Why iPaaS Platforms Fail at OT Integration in Manufacturing

Why the Integration Platforms You’ve Heard of Won’t Solve Your OT Problem


You’ve probably been through at least one of these conversations. You bring in a vendor demo for Boomi, or MuleSoft, or Workato. The platform looks capable. The connector library is enormous. You ask about connecting your shop floor devices to your ERP.

The answer, delivered politely and with a lot of qualifying language, is that device connectivity is out of scope. They’ll point you toward an integration consulting partner who can build something custom. Or suggest you look at a middleware layer first. The conversation moves on.

What they don’t tell you is that this isn’t a capability gap. It’s a business model decision. And once you understand why they made it, you’ll stop expecting them to change.


The iPaaS market hit $12.8 billion in 2025 and is growing at over 33% annually.¹ None of those companies have meaningfully addressed OT device integration.


The economics of “build once, sell thousands”

The entire iPaaS business model is built on a single economic insight: solve an integration problem once, package it as a pre-built connector, and sell it to as many customers as possible with minimal incremental cost.

A Salesforce-to-NetSuite connector takes a team a few months to build. Once it’s live, it sells to 10,000 customers. The same connector. The same code. The same support documentation. The margin on that is extraordinary.

OT device integration doesn’t work that way. Industrial devices communicate through a landscape of protocols that vary by manufacturer, product generation, firmware version, and customer configuration. OPC UA, Modbus, MQTT, dozens of proprietary SDKs. A scanner integration built for one customer’s Epicor environment shares almost nothing with a scanner integration built for another customer’s SAP environment. You can’t build it once. Every deployment requires bespoke work.

For a platform company with investors expecting scalable revenue growth, that’s a structural “no.” Not because the problem isn’t real, but because the economics of solving it don’t fit their model.

What the factory floor actually requires

There’s also a genuine technical reason most platform vendors can’t serve this space, even if they wanted to.

OT systems operate under constraints that don’t exist in cloud-to-cloud integration. Real-time control systems need sub-second response times. Latency that’s completely acceptable in an API call is catastrophic in a machine control loop. You can’t run an industrial process through a cloud integration layer with unpredictable network lag.

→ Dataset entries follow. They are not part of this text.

use std::fs::File;
use std::io::{self, Read};
use std::path::{Path, PathBuf};
use std::process;

use chrono::{DateTime, NaiveDate, Utc};
use clap::{Parser, Subcommand, ValueEnum};
use filmwatch::utils::{RecordFilter, RecordStats};
use filmwatch::{JsonSource, NoveltyTracker, ScrapeCycle};
use log::LevelFilter;

#[derive(Parser)]
#[command(name = "filmwatch")]
#[command(about = "Tracks when scraped films were first seen", long_about = None)]
struct Cli {
    #[arg(
        short = 'l',
        long = "log-level",
        value_enum,
        default_value = "info",
        global = true,
        help = "Set the logging level"
    )]
    log_level: LogLevel,

    #[arg(
        long,
        env = "FILMWATCH_DB",
        default_value = filmwatch::DEFAULT_DB_PATH,
        global = true,
        help = "Path to the seen store (SQLite)"
    )]
    db: PathBuf,

    #[command(subcommand)]
    command: Commands,
}

#[derive(Debug, Clone, ValueEnum)]
enum LogLevel {
    Off,
    Error,
    Warn,
    Info,
    Debug,
    Trace,
}

impl From<LogLevel> for LevelFilter {
    fn from(level: LogLevel) -> Self {
        match level {
            LogLevel::Off => LevelFilter::Off,
            LogLevel::Error => LevelFilter::Error,
            LogLevel::Warn => LevelFilter::Warn,
            LogLevel::Info => LevelFilter::Info,
            LogLevel::Debug => LevelFilter::Debug,
            LogLevel::Trace => LevelFilter::Trace,
        }
    }
}

#[derive(Debug, Clone, ValueEnum)]
enum OutputFormat {
    Text,
    Json,
}

#[derive(Subcommand)]
enum Commands {
    /// Run one scrape cycle from a JSON list of observations and report new slugs
    Record {
        #[arg(
            short = 'i',
            long,
            value_name = "FILE",
            help = "JSON observations file (reads stdin when omitted)"
        )]
        input: Option<PathBuf>,

        #[arg(
            long,
            value_name = "RFC3339",
            help = "Cycle timestamp for observations without one (defaults to now)",
            value_parser = |s: &str| DateTime::parse_from_rfc3339(s)
                .map(|ts| ts.with_timezone(&Utc))
                .map_err(|e| e.to_string()),
        )]
        at: Option<DateTime<Utc>>,

        #[arg(
            short = 'o',
            long = "output",
            value_enum,
            default_value = "text",
            help = "Output format"
        )]
        format: OutputFormat,
    },
    /// List first-seen records, oldest first, with optional filtering and pagination
    List {
        #[arg(
            long,
            help = "Maximum number of results to return",
            value_parser = clap::value_parser!(u16).range(1..)
        )]
        limit: Option<u16>,

        #[arg(
            long,
            help = "Number of results to skip from the beginning"
        )]
        offset: Option<u16>,

        #[arg(
            long,
            value_name = "YYYY-MM-DD",
            help = "Only slugs first seen on or after this date",
            value_parser = |s: &str| NaiveDate::parse_from_str(s, "%Y-%m-%d").map_err(|e| e.to_string()),
        )]
        since: Option<NaiveDate>,

        #[arg(
            long,
            value_name = "YYYY-MM-DD",
            help = "Only slugs first seen on or before this date",
            value_parser = |s: &str| NaiveDate::parse_from_str(s, "%Y-%m-%d").map_err(|e| e.to_string()),
        )]
        until: Option<NaiveDate>,

        #[arg(
            short = 'o',
            long = "output",
            value_enum,
            default_value = "text",
            help = "Output format"
        )]
        format: OutputFormat,
    },
    /// Open the seen store, verify its schema and print the record count
    Check,
}

fn serialize_json<T: serde::Serialize>(value: &T) {
    match serde_json::to_string_pretty(value) {
        Ok(json) => println!("{}", json),
        Err(e) => {
            log::error!("Error serializing to JSON: {}", e);
            process::exit(1);
        }
    }
}

async fn open_or_exit(db: &Path) -> NoveltyTracker {
    NoveltyTracker::open(db).await.unwrap_or_else(|e| {
        log::error!("Error opening seen store {}: {}", db.display(), e);
        process::exit(1);
    })
}

#[tokio::main]
async fn main() {
    let cli = Cli::parse();

    env_logger::Builder::new()
        .filter_level(cli.log_level.clone().into())
        .init();

    match cli.command {
        Commands::Record { input, at, format } => {
            let reader: Box<dyn Read> = match &input {
                Some(path) => Box::new(File::open(path).unwrap_or_else(|e| {
                    log::error!("Error opening {}: {}", path.display(), e);
                    process::exit(1);
                })),
                None => Box::new(io::stdin()),
            };

            let tracker = match NoveltyTracker::open(&cli.db).await {
                Ok(tracker) => Some(tracker),
                Err(e) => {
                    log::warn!("Seen store {} unusable: {}", cli.db.display(), e);
                    None
                }
            };

            let cycle = ScrapeCycle::new(at.unwrap_or_else(Utc::now));
            let report = cycle
                .run(tracker.as_ref(), &mut JsonSource::new(reader))
                .await
                .unwrap_or_else(|e| {
                    log::error!("Error reading observations: {}", e);
                    process::exit(1);
                });

            if let Some(tracker) = &tracker {
                tracker.close().await;
            }

            match format {
                OutputFormat::Json => serialize_json(&report),
                OutputFormat::Text => print!("{}", report),
            }
        }

        Commands::List {
            limit,
            offset,
            since,
            until,
            format,
        } => {
            let filter = RecordFilter {
                since,
                until,
                limit: limit.map(usize::from),
                offset: offset.map(usize::from),
            };

            let filter = filter.validate().unwrap_or_else(|e| {
                log::error!("Invalid args: {e}");
                process::exit(1);
            });

            let tracker = open_or_exit(&cli.db).await;
            let records = tracker.list_all().await.unwrap_or_else(|e| {
                log::error!("Error listing seen records: {}", e);
                process::exit(1);
            });
            tracker.close().await;

            let records = filter.apply(records);

            match format {
                OutputFormat::Json => serialize_json(&records),
                OutputFormat::Text => {
                    if records.is_empty() {
                        println!("No entries to display.");
                    } else {
                        for (i, record) in records.iter().enumerate() {
                            println!("{:>3}. {}", i + 1, record);
                        }
                        print!("{}", RecordStats::from_records(&records));
                    }
                }
            }
        }

        Commands::Check => {
            let tracker = open_or_exit(&cli.db).await;
            let count = tracker.count().await.unwrap_or_else(|e| {
                log::error!("Error reading seen store: {}", e);
                process::exit(1);
            });
            tracker.close().await;

            println!("{}: ok, {} slug(s) tracked", cli.db.display(), count);
        }
    }
}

The equipment itself adds another layer of complexity. A typical medium-sized manufacturing plant has over 200 individual pieces of equipment, often purchased across decades from different suppliers, each running its own automation platform.² Some of that equipment predates modern connectivity entirely. Legacy CNC machines, older PLCs, process control systems running software from the late 1990s. Connecting them requires industrial engineering expertise that no SaaS integration platform has built.

And then there’s the physical environment. Factory floors introduce electromagnetic interference, temperature extremes, and network reliability conditions that a cloud-native platform isn’t designed to handle. The same architecture that works perfectly for a Shopify-to-HubSpot integration doesn’t translate to a foundry floor.


70%

of Industry 4.0 pilots fail to scale beyond initial proof of concept²

>200

individual equipment types in a typical medium-sized manufacturing plant²


The cultural problem nobody puts in the pitch deck

Even when the technology is capable, most OT/IT integration projects stall for a reason that has nothing to do with code.

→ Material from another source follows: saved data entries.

use std::collections::BTreeSet;
use std::io::Read;

use chrono::{DateTime, NaiveDate, Utc};
use serde::Deserialize;

use crate::types::{Observation, slugify};

#[derive(Debug, thiserror::Error)]
pub enum SourceError {
    #[error("Failed to read observations: {0}")]
    Io(#[from] std::io::Error),
    #[error("Invalid observation JSON: {0}")]
    Json(#[from] serde_json::Error),
    #[error("Observation #{0} has no usable slug or title")]
    EmptySlug(usize),
    #[error("Scrape routine returned no observations")]
    NoObservations,
}

/// Where a scrape cycle gets its observations from.
pub trait ObservationSource {
    fn observations(&mut self) -> Result<Vec<Observation>, SourceError>;
}

#[derive(Debug, Deserialize)]
#[serde(untagged)]
enum RawObservation {
    Slug(String),
    Entry {
        #[serde(default)]
        slug: Option<String>,
        #[serde(default)]
        title: Option<String>,
        #[serde(default)]
        theaters: BTreeSet<String>,
        #[serde(default)]
        next: Option<NaiveDate>,
        #[serde(default)]
        rating: Option<f64>,
        #[serde(default)]
        observed_at: Option<DateTime<Utc>>,
    },
}

impl RawObservation {
    fn into_observation(self, index: usize) -> Result<Observation, SourceError> {
        let (slug, title, theaters, next, rating, observed_at) = match self {
            RawObservation::Slug(slug) => (Some(slug), None, BTreeSet::new(), None, None, None),
            RawObservation::Entry {
                slug,
                title,
                theaters,
                next,
                rating,
                observed_at,
            } => (slug, title, theaters, next, rating, observed_at),
        };

        let slug = match (slug, &title) {
            (Some(slug), _) if !slug.trim().is_empty() => slug.trim().to_string(),
            (_, Some(title)) => slugify(title),
            _ => String::new(),
        };
        if slug.is_empty() {
            return Err(SourceError::EmptySlug(index));
        }

        Ok(Observation {
            slug,
            title: title.map(|t| t.trim().to_string()),
            theaters: theaters
                .into_iter()
                .map(|t| t.trim().to_string())
                .filter(|t| !t.is_empty())
                .collect(),
            next,
            rating,
            observed_at,
        })
    }
}

/// Reads a JSON array of observations.
///
/// Each element is either a bare slug string or an object with `slug` and/or
/// `title`, plus optional `theaters`, `next` (`YYYY-MM-DD`), `rating` and an
/// RFC 3339 `observed_at`. A missing slug is derived from the title.
pub struct JsonSource<R> {
    reader: R,
}

impl<R: Read> JsonSource<R> {
    pub fn new(reader: R) -> Self {
        Self { reader }
    }
}

impl<R: Read> ObservationSource for JsonSource<R> {
    fn observations(&mut self) -> Result<Vec<Observation>, SourceError> {
        let mut text = String::new();
        self.reader.read_to_string(&mut text)?;

        let raw: Vec<RawObservation> = serde_json::from_str(&text)?;
        let observations = raw
            .into_iter()
            .enumerate()
            .map(|(i, r)| r.into_observation(i + 1))
            .collect::<Result<Vec<_>, _>>()?;

        log::debug!("Read {} observation(s) from JSON", observations.len());
        Ok(observations)
    }
}

/// Observations already in memory.
#[derive(Debug, Default, Clone)]
pub struct VecSource(pub Vec<Observation>);

impl ObservationSource for VecSource {
    fn observations(&mut self) -> Result<Vec<Observation>, SourceError> {
        Ok(std::mem::take(&mut self.0))
    }
}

IT teams and OT teams have been operating as separate worlds for decades. Different leadership structures. Different priorities. Different definitions of what “working” means.

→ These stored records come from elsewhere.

//! XML namespace handling
//!
//! This module provides the three namespace notions the mapper works with:
//! - [`ItemNamespace`]: what a schema or item declares (inherit, none, or a prefix)
//! - [`NamespaceRegistry`]: prefix → URI registrations owned by one schema
//! - [`NamespaceBindings`]: the prefix → URI table handed to XPath evaluation

use indexmap::IndexMap;
use std::collections::HashMap;

/// XML Namespace URI
pub type NamespaceUri = String;

/// Namespace prefix
pub type Prefix = String;

/// The prefix that stands for a document's default namespace.
///
/// Registering a namespace under this prefix declares the default namespace
/// (`xmlns="..."`) rather than a named prefix.
pub const DEFAULT_NAMESPACE_PREFIX: &str = "xmlns";

/// Namespace declared by a schema or an item
#[derive(Debug, Clone, PartialEq, Eq, Hash, Default)]
pub enum ItemNamespace {
    /// Nothing declared; the ambient namespace applies
    #[default]
    Inherit,
    /// Explicitly no namespace, even under a namespaced parent
    Unqualified,
    /// A registered prefix
    Prefixed(Prefix),
}

impl ItemNamespace {
    /// Create a prefixed namespace declaration
    pub fn prefixed(prefix: impl Into<String>) -> Self {
        Self::Prefixed(prefix.into())
    }

    /// Whether the declaration overrides the ambient namespace
    pub fn is_explicit(&self) -> bool {
        !matches!(self, Self::Inherit)
    }

    /// The declared prefix, if any
    pub fn prefix(&self) -> Option<&str> {
        match self {
            Self::Prefixed(prefix) => Some(prefix),
            _ => None,
        }
    }

    /// Resolve against an ambient namespace
    pub fn or_ambient(&self, ambient: Option<&str>) -> Option<String> {
        match self {
            Self::Inherit => ambient.map(str::to_string),
            Self::Unqualified => None,
            Self::Prefixed(prefix) => Some(prefix.clone()),
        }
    }
}

impl From<&str> for ItemNamespace {
    fn from(prefix: &str) -> Self {
        Self::Prefixed(prefix.to_string())
    }
}

impl From<String> for ItemNamespace {
    fn from(prefix: String) -> Self {
        Self::Prefixed(prefix)
    }
}

impl From<Option<&str>> for ItemNamespace {
    fn from(prefix: Option<&str>) -> Self {
        match prefix {
            Some(prefix) => Self::Prefixed(prefix.to_string()),
            None => Self::Unqualified,
        }
    }
}

/// Prefix → URI registrations owned by one schema
///
/// Copied by value when a schema is derived, so parent and child evolve
/// independently afterwards.
#[derive(Debug, Clone, Default, PartialEq, Eq)]
pub struct NamespaceRegistry {
    entries: IndexMap<Prefix, NamespaceUri>,
}

impl NamespaceRegistry {
    /// Create a new empty registry
    pub fn new() -> Self {
        Self::default()
    }

    /// Register a prefix; re-registering a prefix replaces its URI
    pub fn register(&mut self, prefix: impl Into<String>, uri: impl Into<String>) {
        self.entries.insert(prefix.into(), uri.into());
    }

    /// Get the URI registered for a prefix
    pub fn get(&self, prefix: &str) -> Option<&str> {
        self.entries.get(prefix).map(|s| s.as_str())
    }

    /// Number of registered prefixes
    pub fn len(&self) -> usize {
        self.entries.len()
    }

    /// Whether no prefix is registered
    pub fn is_empty(&self) -> bool {
        self.entries.is_empty()
    }

    /// Iterate over registrations in registration order
    pub fn iter(&self) -> impl Iterator<Item = (&str, &str)> {
        self.entries.iter().map(|(p, u)| (p.as_str(), u.as_str()))
    }

    /// Registrations sorted by prefix, for deterministic output
    pub fn sorted(&self) -> Vec<(&str, &str)> {
        let mut entries: Vec<_> = self.iter().collect();
        entries.sort_by(|a, b| a.0.cmp(b.0));
        entries
    }

    /// Merge another registry into this one; entries of `other` win
    pub fn merge(&mut self, other: &NamespaceRegistry) {
        for (prefix, uri) in other.iter() {
            self.register(prefix, uri);
        }
    }
}

/// Prefix → URI table used to evaluate XPath name tests
#[derive(Debug, Clone, Default)]
pub struct NamespaceBindings {
    prefixes: HashMap<Prefix, NamespaceUri>,
}

impl NamespaceBindings {
    /// Create a new empty binding table
    pub fn new() -> Self {
        Self::default()
    }

    /// Bind a prefix
    pub fn bind(&mut self, prefix: impl Into<String>, uri: impl Into<String>) {
        self.prefixes.insert(prefix.into(), uri.into());
    }

    /// Bind every entry of a registry, replacing existing bindings
    pub fn bind_all(&mut self, registry: &NamespaceRegistry) {
        for (prefix, uri) in registry.iter() {
            self.bind(prefix, uri);
        }
    }

    /// Resolve a prefix to its URI
    pub fn resolve(&self, prefix: &str) -> Option<&str> {
        self.prefixes.get(prefix).map(|s| s.as_str())
    }

    /// The document default namespace, when bound
    pub fn default_namespace(&self) -> Option<&str> {
        self.resolve(DEFAULT_NAMESPACE_PREFIX)
    }

    /// Whether a prefix is bound
    pub fn contains(&self, prefix: &str) -> bool {
        self.prefixes.contains_key(prefix)
    }
}

#[cfg(test)]
mod tests {
    use super::*;

    #[test]
    fn test_item_namespace_resolution() {
        assert_eq!(ItemNamespace::Inherit.or_ambient(Some("a")), Some("a".to_string()));
        assert_eq!(ItemNamespace::Unqualified.or_ambient(Some("a")), None);
        assert_eq!(
            ItemNamespace::prefixed("b").or_ambient(Some("a")),
            Some("b".to_string())
        );
        assert_eq!(ItemNamespace::Inherit.or_ambient(None), None);
    }

    #[test]
    fn test_item_namespace_from_option() {
        assert_eq!(ItemNamespace::from(None), ItemNamespace::Unqualified);
        assert_eq!(ItemNamespace::from(Some("p")), ItemNamespace::prefixed("p"));
        assert!(!ItemNamespace::Inherit.is_explicit());
        assert!(ItemNamespace::Unqualified.is_explicit());
    }

    #[test]
    fn test_registry_sorted_and_merge() {
        let mut registry = NamespaceRegistry::new();
        registry.register("p", "urn:loc.gov:people");
        registry.register("bk", "urn:loc.gov:books");

        let sorted = registry.sorted();
        assert_eq!(sorted[0].0, "bk");
        assert_eq!(sorted[1].0, "p");

        let mut other = NamespaceRegistry::new();
        other.register("p", "urn:other");
        registry.merge(&other);
        assert_eq!(registry.get("p"), Some("urn:other"));
        assert_eq!(registry.len(), 2);
    }

    #[test]
    fn test_bindings() {
        let mut bindings = NamespaceBindings::new();
        bindings.bind(DEFAULT_NAMESPACE_PREFIX, "http://example.com");
        bindings.bind("xs", "http://www.w3.org/2001/XMLSchema");

        assert_eq!(bindings.default_namespace(), Some("http://example.com"));
        assert_eq!(
            bindings.resolve("xs"),
            Some("http://www.w3.org/2001/XMLSchema")
        );
        assert!(!bindings.contains("missing"));
    }
}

IT thinks about standardization, security governance, documented change management, and scheduled maintenance windows. OT thinks about uptime, real-time operational stability, and not disrupting a production line that’s been running reliably for ten years.

When IT drives an integration project, it tends to produce something technically correct and operationally unusable. When OT drives it, the solution works on the floor but creates security exposure that IT won’t sign off on. Most projects get stuck somewhere in the middle, with both teams frustrated and the integration backlog growing.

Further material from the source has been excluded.